_BRIEF_
Set down the entries exactly. No line may differ from its source.

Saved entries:

##############################

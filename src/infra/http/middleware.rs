use std::time::Instant;

use axum::{body::Body, http::Request, middleware::Next, response::Response};
use tracing::{error, info, warn};
use uuid::Uuid;

use crate::application::error::ErrorReport;

use super::OG_CACHE_HEADER;

#[derive(Clone)]
pub struct RequestContext {
    pub request_id: String,
}

pub async fn set_request_context(mut request: Request<Body>, next: Next) -> Response {
    let request_id = Uuid::new_v4().to_string();
    let ctx = RequestContext {
        request_id: request_id.clone(),
    };
    request.extensions_mut().insert(ctx.clone());

    let mut response = next.run(request).await;
    response.extensions_mut().insert(ctx);
    response
}

pub async fn log_responses(request: Request<Body>, next: Next) -> Response {
    let method = request.method().clone();
    let uri = request.uri().clone();
    let start = Instant::now();

    let request_id = request
        .extensions()
        .get::<RequestContext>()
        .map(|ctx| ctx.request_id.clone())
        .unwrap_or_default();

    let mut response = next.run(request).await;
    let status = response.status();

    if let Some(outcome) = response
        .headers()
        .get(OG_CACHE_HEADER)
        .and_then(|value| value.to_str().ok())
    {
        info!(
            target = "ogcache::http::response",
            status = status.as_u16(),
            method = %method,
            path = %uri.path(),
            query = uri.query().unwrap_or(""),
            elapsed_ms = start.elapsed().as_millis() as u64,
            og_cache = outcome,
            request_id = request_id,
            "served OG image",
        );
    }

    if status.is_client_error() || status.is_server_error() {
        let elapsed_ms = start.elapsed().as_millis();
        let report = response.extensions_mut().remove::<ErrorReport>();
        let (source, messages) = match report {
            Some(report) => (report.source, report.messages),
            None => ("unknown", Vec::new()),
        };
        let detail = messages
            .first()
            .cloned()
            .unwrap_or_else(|| "no diagnostic available".to_string());

        if status.is_server_error() {
            error!(
                target = "ogcache::http::response",
                status = status.as_u16(),
                method = %method,
                path = %uri.path(),
                query = uri.query().unwrap_or(""),
                elapsed_ms = elapsed_ms,
                source = source,
                detail = %detail,
                chain = ?messages,
                request_id = request_id,
                "request failed",
            );
        } else {
            warn!(
                target = "ogcache::http::response",
                status = status.as_u16(),
                method = %method,
                path = %uri.path(),
                query = uri.query().unwrap_or(""),
                elapsed_ms = elapsed_ms,
                source = source,
                detail = %detail,
                chain = ?messages,
                request_id = request_id,
                "client request error",
            );
        }
    }

    response
}
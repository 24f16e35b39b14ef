//! Artifact store contract and the in-memory implementation.

use std::{
    sync::RwLock,
    time::{Duration, Instant},
};

use async_trait::async_trait;
use bytes::Bytes;
use lru::LruCache;
use thiserror::Error;

use super::config::CacheConfig;
use super::keys::CacheKey;
use super::lock::{rw_read, rw_write};

const SOURCE: &str = "cache::store";
const MAX_MEMORY_TTL: Duration = Duration::from_secs(60 * 60 * 24 * 365 * 100);

/// Failures raised by an artifact store backend.
///
/// Callers treat these as transient: a failed lookup is a miss and a failed write is
/// dropped after logging.
#[derive(Debug, Error)]
pub enum StoreError {
    #[error("artifact store io error: {0}")]
    Io(#[from] std::io::Error),
    #[error("artifact entry `{key}` is corrupt: {reason}")]
    Corrupt { key: String, reason: String },
    #[error("artifact store unavailable: {0}")]
    Unavailable(String),
}

impl StoreError {
    pub fn corrupt(key: &CacheKey, reason: impl Into<String>) -> Self {
        Self::Corrupt {
            key: key.to_string(),
            reason: reason.into(),
        }
    }

    pub fn unavailable(message: impl Into<String>) -> Self {
        Self::Unavailable(message.into())
    }
}

/// Key-value capability holding rendered artifacts with an expiry.
#[async_trait]
pub trait ArtifactStore: Send + Sync {
    /// Fetch the artifact stored under `key`, or `None` when absent or expired.
    async fn lookup(&self, key: &CacheKey) -> Result<Option<Bytes>, StoreError>;

    /// Store `bytes` under `key` for `ttl`. Concurrent writers race; the last write wins.
    async fn store(&self, key: &CacheKey, bytes: Bytes, ttl: Duration) -> Result<(), StoreError>;
}

#[derive(Clone)]
struct MemoryEntry {
    bytes: Bytes,
    expires_at: Instant,
}

/// Process-local artifact store with LRU eviction and per-entry expiry.
pub struct MemoryArtifactStore {
    entries: RwLock<LruCache<CacheKey, MemoryEntry>>,
}

impl MemoryArtifactStore {
    pub fn new(config: &CacheConfig) -> Self {
        Self {
            entries: RwLock::new(LruCache::new(config.memory_limit_non_zero())),
        }
    }

    fn get_fresh(&self, key: &CacheKey, now: Instant) -> Option<Bytes> {
        let mut entries = rw_write(&self.entries, SOURCE, "lookup");
        match entries.get(key) {
            Some(entry) if entry.expires_at > now => Some(entry.bytes.clone()),
            Some(_) => {
                entries.pop(key);
                None
            }
            None => None,
        }
    }

    fn put(&self, key: CacheKey, bytes: Bytes, ttl: Duration, now: Instant) -> Option<CacheKey> {
        let expires_at = now + ttl.min(MAX_MEMORY_TTL);
        rw_write(&self.entries, SOURCE, "store")
            .push(key.clone(), MemoryEntry { bytes, expires_at })
            .filter(|(evicted, _)| *evicted != key)
            .map(|(evicted, _)| evicted)
    }

    /// Number of entries currently held, including expired ones not yet observed.
    pub fn len(&self) -> usize {
        rw_read(&self.entries, SOURCE, "len").len()
    }

    pub fn is_empty(&self) -> bool {
        self.len() == 0
    }
}

#[async_trait]
impl ArtifactStore for MemoryArtifactStore {
    async fn lookup(&self, key: &CacheKey) -> Result<Option<Bytes>, StoreError> {
        Ok(self.get_fresh(key, Instant::now()))
    }

    async fn store(&self, key: &CacheKey, bytes: Bytes, ttl: Duration) -> Result<(), StoreError> {
        if let Some(evicted) = self.put(key.clone(), bytes, ttl, Instant::now()) {
            tracing::debug!(
                target = SOURCE,
                evicted = %evicted,
                "evicted least recently used artifact"
            );
        }
        Ok(())
    }
}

##############################

_EXPECTED OUTPUT_
filename src/infra/http/middleware.rs
use std::time::Instant;

use axum::{body::Body, http::Request, middleware::Next, response::Response};
use tracing::{error, info, warn};
use uuid::Uuid;

use crate::application::error::ErrorReport;

use super::OG_CACHE_HEADER;

#[derive(Clone)]
pub struct RequestContext {
    pub request_id: String,
}

pub async fn set_request_context(mut request: Request<Body>, next: Next) -> Response {
    let request_id = Uuid::new_v4().to_string();
    let ctx = RequestContext {
        request_id: request_id.clone(),
    };
    request.extensions_mut().insert(ctx.clone());

    let mut response = next.run(request).await;
    response.extensions_mut().insert(ctx);
    response
}

pub async fn log_responses(request: Request<Body>, next: Next) -> Response {
    let method = request.method().clone();
    let uri = request.uri().clone();
    let start = Instant::now();

    let request_id = request
        .extensions()
        .get::<RequestContext>()
        .map(|ctx| ctx.request_id.clone())
        .unwrap_or_default();

    let mut response = next.run(request).await;
    let status = response.status();

    if let Some(outcome) = response
        .headers()
        .get(OG_CACHE_HEADER)
        .and_then(|value| value.to_str().ok())
    {
        info!(
            target = "ogcache::http::response",
            status = status.as_u16(),
            method = %method,
            path = %uri.path(),
            query = uri.query().unwrap_or(""),
            elapsed_ms = start.elapsed().as_millis() as u64,
            og_cache = outcome,
            request_id = request_id,
            "served OG image",
        );
    }

    if status.is_client_error() || status.is_server_error() {
        let elapsed_ms = start.elapsed().as_millis();
        let report = response.extensions_mut().remove::<ErrorReport>();
        let (source, messages) = match report {
            Some(report) => (report.source, report.messages),
            None => ("unknown", Vec::new()),
        };
        let detail = messages
            .first()
            .cloned()
            .unwrap_or_else(|| "no diagnostic available".to_string());

        if status.is_server_error() {
            error!(
                target = "ogcache::http::response",
                status = status.as_u16(),
                method = %method,
                path = %uri.path(),
                query = uri.query().unwrap_or(""),
                elapsed_ms = elapsed_ms,
                source = source,
                detail = %detail,
                chain = ?messages,
                request_id = request_id,
                "request failed",
            );
        } else {
            warn!(
                target = "ogcache::http::response",
                status = status.as_u16(),
                method = %method,
                path = %uri.path(),
                query = uri.query().unwrap_or(""),
                elapsed_ms = elapsed_ms,
                source = source,
                detail = %detail,
                chain = ?messages,
                request_id = request_id,
                "client request error",
            );
        }
    }

    response
}
repository 24f16e35b39b14ef
//! Artifact store contract and the in-memory implementation.

use std::{
    sync::RwLock,
    time::{Duration, Instant},
};

use async_trait::async_trait;
use bytes::Bytes;
use lru::LruCache;
use thiserror::Error;

use super::config::CacheConfig;
use super::keys::CacheKey;
use super::lock::{rw_read, rw_write};

const SOURCE: &str = "cache::store";
const MAX_MEMORY_TTL: Duration = Duration::from_secs(60 * 60 * 24 * 365 * 100);

/// Failures raised by an artifact store backend.
///
/// Callers treat these as transient: a failed lookup is a miss and a failed write is
/// dropped after logging.
#[derive(Debug, Error)]
pub enum StoreError {
    #[error("artifact store io error: {0}")]
    Io(#[from] std::io::Error),
    #[error("artifact entry `{key}` is corrupt: {reason}")]
    Corrupt { key: String, reason: String },
    #[error("artifact store unavailable: {0}")]
    Unavailable(String),
}

impl StoreError {
    pub fn corrupt(key: &CacheKey, reason: impl Into<String>) -> Self {
        Self::Corrupt {
            key: key.to_string(),
            reason: reason.into(),
        }
    }

    pub fn unavailable(message: impl Into<String>) -> Self {
        Self::Unavailable(message.into())
    }
}

/// Key-value capability holding rendered artifacts with an expiry.
#[async_trait]
pub trait ArtifactStore: Send + Sync {
    /// Fetch the artifact stored under `key`, or `None` when absent or expired.
    async fn lookup(&self, key: &CacheKey) -> Result<Option<Bytes>, StoreError>;

    /// Store `bytes` under `key` for `ttl`. Concurrent writers race; the last write wins.
    async fn store(&self, key: &CacheKey, bytes: Bytes, ttl: Duration) -> Result<(), StoreError>;
}

#[derive(Clone)]
struct MemoryEntry {
    bytes: Bytes,
    expires_at: Instant,
}

/// Process-local artifact store with LRU eviction and per-entry expiry.
pub struct MemoryArtifactStore {
    entries: RwLock<LruCache<CacheKey, MemoryEntry>>,
}

impl MemoryArtifactStore {
    pub fn new(config: &CacheConfig) -> Self {
        Self {
            entries: RwLock::new(LruCache::new(config.memory_limit_non_zero())),
        }
    }

    fn get_fresh(&self, key: &CacheKey, now: Instant) -> Option<Bytes> {
        let mut entries = rw_write(&self.entries, SOURCE, "lookup");
        match entries.get(key) {
            Some(entry) if entry.expires_at > now => Some(entry.bytes.clone()),
            Some(_) => {
                entries.pop(key);
                None
            }
            None => None,
        }
    }

    fn put(&self, key: CacheKey, bytes: Bytes, ttl: Duration, now: Instant) -> Option<CacheKey> {
        let expires_at = now + ttl.min(MAX_MEMORY_TTL);
        rw_write(&self.entries, SOURCE, "store")
            .push(key.clone(), MemoryEntry { bytes, expires_at })
            .filter(|(evicted, _)| *evicted != key)
            .map(|(evicted, _)| evicted)
    }

    /// Number of entries currently held, including expired ones not yet observed.
    pub fn len(&self) -> usize {
        rw_read(&self.entries, SOURCE, "len").len()
    }

    pub fn is_empty(&self) -> bool {
        self.len() == 0
    }
}

#[async_trait]
impl ArtifactStore for MemoryArtifactStore {
    async fn lookup(&self, key: &CacheKey) -> Result<Option<Bytes>, StoreError> {
        Ok(self.get_fresh(key, Instant::now()))
    }

    async fn store(&self, key: &CacheKey, bytes: Bytes, ttl: Duration) -> Result<(), StoreError> {
        if let Some(evicted) = self.put(key.clone(), bytes, ttl, Instant::now()) {
            tracing::debug!(
                target = SOURCE,
                evicted = %evicted,
                "evicted least recently used artifact"
            );
        }
        Ok(())
    }
}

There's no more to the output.